INPUT MATERIAL Start Marker
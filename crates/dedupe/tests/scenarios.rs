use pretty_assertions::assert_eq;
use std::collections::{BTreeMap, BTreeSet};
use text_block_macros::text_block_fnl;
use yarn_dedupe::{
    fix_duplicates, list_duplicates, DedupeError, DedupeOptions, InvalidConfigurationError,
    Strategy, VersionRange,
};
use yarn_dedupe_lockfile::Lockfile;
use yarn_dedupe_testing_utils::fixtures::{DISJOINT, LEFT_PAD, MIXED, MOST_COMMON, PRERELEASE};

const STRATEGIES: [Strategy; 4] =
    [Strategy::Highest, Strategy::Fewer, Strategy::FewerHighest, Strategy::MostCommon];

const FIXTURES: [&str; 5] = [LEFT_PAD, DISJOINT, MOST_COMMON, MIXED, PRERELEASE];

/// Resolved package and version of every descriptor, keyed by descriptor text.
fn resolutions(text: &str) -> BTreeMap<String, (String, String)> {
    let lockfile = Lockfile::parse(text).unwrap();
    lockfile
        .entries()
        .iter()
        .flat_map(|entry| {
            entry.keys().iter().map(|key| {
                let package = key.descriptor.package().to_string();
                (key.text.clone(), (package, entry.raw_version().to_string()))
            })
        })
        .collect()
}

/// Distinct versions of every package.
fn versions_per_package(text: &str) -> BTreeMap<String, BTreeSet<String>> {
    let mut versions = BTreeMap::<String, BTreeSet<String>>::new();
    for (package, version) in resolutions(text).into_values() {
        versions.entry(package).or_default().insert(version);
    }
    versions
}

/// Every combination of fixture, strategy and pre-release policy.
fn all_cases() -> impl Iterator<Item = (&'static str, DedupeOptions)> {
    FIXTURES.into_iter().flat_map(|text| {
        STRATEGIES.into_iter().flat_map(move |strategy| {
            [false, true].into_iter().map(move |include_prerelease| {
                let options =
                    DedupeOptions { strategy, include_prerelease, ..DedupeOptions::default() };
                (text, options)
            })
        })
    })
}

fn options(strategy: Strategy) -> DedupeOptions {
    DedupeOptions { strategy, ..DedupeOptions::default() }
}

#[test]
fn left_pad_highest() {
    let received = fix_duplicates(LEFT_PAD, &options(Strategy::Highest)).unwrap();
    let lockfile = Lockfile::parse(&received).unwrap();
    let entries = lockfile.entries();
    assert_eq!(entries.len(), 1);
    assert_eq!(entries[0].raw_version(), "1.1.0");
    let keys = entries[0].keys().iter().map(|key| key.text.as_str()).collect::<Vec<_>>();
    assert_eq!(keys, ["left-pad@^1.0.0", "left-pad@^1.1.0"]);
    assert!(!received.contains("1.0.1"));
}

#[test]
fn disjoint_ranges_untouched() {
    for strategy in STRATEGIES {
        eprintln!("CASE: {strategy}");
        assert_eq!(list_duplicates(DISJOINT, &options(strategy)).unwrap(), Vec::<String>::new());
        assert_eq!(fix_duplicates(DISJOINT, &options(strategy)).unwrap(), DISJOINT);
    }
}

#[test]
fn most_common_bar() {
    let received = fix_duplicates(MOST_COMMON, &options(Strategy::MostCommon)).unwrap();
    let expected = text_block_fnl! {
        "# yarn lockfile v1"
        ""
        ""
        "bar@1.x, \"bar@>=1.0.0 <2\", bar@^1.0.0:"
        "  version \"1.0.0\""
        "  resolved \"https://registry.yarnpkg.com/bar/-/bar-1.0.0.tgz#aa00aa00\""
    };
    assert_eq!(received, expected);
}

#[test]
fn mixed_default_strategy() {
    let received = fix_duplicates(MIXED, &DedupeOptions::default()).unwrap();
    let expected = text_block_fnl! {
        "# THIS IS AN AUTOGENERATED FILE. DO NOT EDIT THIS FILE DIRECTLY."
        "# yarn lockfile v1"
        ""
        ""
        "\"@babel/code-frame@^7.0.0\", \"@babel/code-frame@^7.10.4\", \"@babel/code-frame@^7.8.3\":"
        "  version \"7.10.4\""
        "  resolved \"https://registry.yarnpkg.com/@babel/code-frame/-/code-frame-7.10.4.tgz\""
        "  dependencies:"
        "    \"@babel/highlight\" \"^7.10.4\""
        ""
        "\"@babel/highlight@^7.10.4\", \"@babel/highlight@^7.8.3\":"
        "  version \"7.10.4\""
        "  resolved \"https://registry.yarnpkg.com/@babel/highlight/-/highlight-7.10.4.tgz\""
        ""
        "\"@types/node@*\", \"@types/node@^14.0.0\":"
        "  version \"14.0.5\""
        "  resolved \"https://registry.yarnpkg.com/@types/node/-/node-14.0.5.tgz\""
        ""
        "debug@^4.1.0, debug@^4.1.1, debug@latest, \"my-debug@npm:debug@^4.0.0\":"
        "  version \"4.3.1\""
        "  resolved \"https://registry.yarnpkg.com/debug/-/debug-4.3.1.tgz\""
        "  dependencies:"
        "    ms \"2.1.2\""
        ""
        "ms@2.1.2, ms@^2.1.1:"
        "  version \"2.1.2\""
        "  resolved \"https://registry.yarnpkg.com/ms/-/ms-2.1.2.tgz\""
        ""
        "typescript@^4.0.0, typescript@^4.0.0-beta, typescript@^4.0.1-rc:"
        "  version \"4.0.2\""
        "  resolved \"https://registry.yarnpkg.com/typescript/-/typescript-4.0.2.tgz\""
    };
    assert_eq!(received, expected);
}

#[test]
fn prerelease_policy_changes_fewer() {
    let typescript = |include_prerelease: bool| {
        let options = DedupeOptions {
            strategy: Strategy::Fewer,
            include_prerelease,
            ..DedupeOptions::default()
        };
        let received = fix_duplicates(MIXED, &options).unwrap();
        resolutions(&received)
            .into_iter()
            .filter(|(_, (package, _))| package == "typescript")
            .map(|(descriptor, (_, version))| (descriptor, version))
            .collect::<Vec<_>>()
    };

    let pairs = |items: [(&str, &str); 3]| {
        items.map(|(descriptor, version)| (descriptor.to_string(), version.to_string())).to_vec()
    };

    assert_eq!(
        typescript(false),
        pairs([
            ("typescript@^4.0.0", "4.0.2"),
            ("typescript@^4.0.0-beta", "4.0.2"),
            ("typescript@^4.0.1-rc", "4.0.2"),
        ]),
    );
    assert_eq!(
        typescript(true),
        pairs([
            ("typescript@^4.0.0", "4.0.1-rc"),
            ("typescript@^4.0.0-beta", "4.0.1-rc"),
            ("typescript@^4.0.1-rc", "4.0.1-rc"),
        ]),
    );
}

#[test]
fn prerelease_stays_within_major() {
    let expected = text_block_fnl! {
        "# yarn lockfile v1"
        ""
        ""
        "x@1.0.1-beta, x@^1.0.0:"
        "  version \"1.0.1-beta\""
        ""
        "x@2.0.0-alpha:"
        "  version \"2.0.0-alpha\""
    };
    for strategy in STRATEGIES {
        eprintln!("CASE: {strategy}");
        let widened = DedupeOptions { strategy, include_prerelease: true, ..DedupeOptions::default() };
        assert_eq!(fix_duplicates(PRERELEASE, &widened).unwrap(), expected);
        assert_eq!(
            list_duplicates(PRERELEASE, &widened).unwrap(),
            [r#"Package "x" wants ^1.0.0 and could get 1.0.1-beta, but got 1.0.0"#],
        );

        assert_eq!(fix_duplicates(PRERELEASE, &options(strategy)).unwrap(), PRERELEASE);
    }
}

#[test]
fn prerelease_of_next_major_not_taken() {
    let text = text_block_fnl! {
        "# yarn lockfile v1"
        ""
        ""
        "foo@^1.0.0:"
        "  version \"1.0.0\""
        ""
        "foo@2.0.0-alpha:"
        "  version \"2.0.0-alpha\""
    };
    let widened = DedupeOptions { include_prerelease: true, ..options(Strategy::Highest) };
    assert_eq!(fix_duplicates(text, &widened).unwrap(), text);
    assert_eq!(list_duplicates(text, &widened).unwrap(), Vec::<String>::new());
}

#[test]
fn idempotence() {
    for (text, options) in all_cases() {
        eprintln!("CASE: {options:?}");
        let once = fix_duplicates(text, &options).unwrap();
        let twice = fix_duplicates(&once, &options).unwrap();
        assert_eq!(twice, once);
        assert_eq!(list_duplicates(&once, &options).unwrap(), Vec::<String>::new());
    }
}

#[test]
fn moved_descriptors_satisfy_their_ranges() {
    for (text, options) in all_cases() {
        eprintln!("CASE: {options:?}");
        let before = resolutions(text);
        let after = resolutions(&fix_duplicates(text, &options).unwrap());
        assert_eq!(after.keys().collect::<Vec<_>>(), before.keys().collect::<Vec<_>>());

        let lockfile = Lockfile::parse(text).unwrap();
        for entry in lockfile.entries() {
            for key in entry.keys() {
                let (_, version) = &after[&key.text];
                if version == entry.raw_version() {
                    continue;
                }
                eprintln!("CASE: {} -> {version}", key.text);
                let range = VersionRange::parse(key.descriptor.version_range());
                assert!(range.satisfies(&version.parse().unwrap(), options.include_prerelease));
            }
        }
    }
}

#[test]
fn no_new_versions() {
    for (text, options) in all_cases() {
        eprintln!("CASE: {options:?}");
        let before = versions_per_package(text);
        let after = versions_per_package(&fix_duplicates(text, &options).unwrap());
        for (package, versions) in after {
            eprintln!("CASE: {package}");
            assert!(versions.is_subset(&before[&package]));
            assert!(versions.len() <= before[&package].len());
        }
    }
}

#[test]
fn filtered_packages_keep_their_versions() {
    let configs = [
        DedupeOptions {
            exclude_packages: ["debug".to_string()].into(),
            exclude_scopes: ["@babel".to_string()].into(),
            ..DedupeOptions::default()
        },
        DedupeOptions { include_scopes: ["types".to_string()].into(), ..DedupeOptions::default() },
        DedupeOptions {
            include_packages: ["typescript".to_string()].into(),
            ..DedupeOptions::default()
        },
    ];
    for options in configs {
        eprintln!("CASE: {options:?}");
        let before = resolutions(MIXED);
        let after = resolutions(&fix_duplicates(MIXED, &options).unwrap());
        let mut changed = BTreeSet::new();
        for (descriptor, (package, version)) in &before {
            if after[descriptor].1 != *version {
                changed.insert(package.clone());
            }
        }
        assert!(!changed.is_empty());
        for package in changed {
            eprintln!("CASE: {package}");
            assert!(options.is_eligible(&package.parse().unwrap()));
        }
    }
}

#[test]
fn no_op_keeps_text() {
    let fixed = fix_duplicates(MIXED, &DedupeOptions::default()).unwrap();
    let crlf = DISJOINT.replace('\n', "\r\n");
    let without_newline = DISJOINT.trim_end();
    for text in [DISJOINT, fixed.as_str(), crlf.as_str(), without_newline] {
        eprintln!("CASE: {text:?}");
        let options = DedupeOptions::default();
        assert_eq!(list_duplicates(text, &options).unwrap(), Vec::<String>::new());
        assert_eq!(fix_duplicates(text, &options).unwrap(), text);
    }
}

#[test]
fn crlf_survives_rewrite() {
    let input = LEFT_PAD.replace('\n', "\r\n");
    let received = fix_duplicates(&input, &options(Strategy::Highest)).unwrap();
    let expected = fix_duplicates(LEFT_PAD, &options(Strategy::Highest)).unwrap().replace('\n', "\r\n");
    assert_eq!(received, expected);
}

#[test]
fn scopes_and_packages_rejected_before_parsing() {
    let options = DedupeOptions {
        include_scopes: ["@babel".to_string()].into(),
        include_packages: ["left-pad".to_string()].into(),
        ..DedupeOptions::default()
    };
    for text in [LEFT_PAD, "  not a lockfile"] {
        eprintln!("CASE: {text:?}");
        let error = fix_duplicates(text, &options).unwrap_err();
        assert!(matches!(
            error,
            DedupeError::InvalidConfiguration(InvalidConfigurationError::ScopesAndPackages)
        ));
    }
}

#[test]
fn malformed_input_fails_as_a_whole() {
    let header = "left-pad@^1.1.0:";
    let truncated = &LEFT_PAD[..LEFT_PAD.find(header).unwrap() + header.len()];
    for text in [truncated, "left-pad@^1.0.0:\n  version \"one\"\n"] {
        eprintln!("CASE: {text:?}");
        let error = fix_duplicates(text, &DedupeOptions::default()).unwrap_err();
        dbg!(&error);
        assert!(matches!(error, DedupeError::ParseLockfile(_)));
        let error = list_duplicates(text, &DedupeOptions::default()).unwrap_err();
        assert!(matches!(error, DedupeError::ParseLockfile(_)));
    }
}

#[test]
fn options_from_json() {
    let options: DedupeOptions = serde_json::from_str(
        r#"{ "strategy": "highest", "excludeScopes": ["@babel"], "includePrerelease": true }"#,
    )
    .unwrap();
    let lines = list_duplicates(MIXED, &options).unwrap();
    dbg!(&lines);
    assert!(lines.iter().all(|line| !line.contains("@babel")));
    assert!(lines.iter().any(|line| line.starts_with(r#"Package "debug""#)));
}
INPUT MATERIAL End Marker
— EXERCISE REQUIREMENTS —
Please work out how many lines in this listing contain "fixed", then give only that number.

— WRITTEN SOLUTION —
2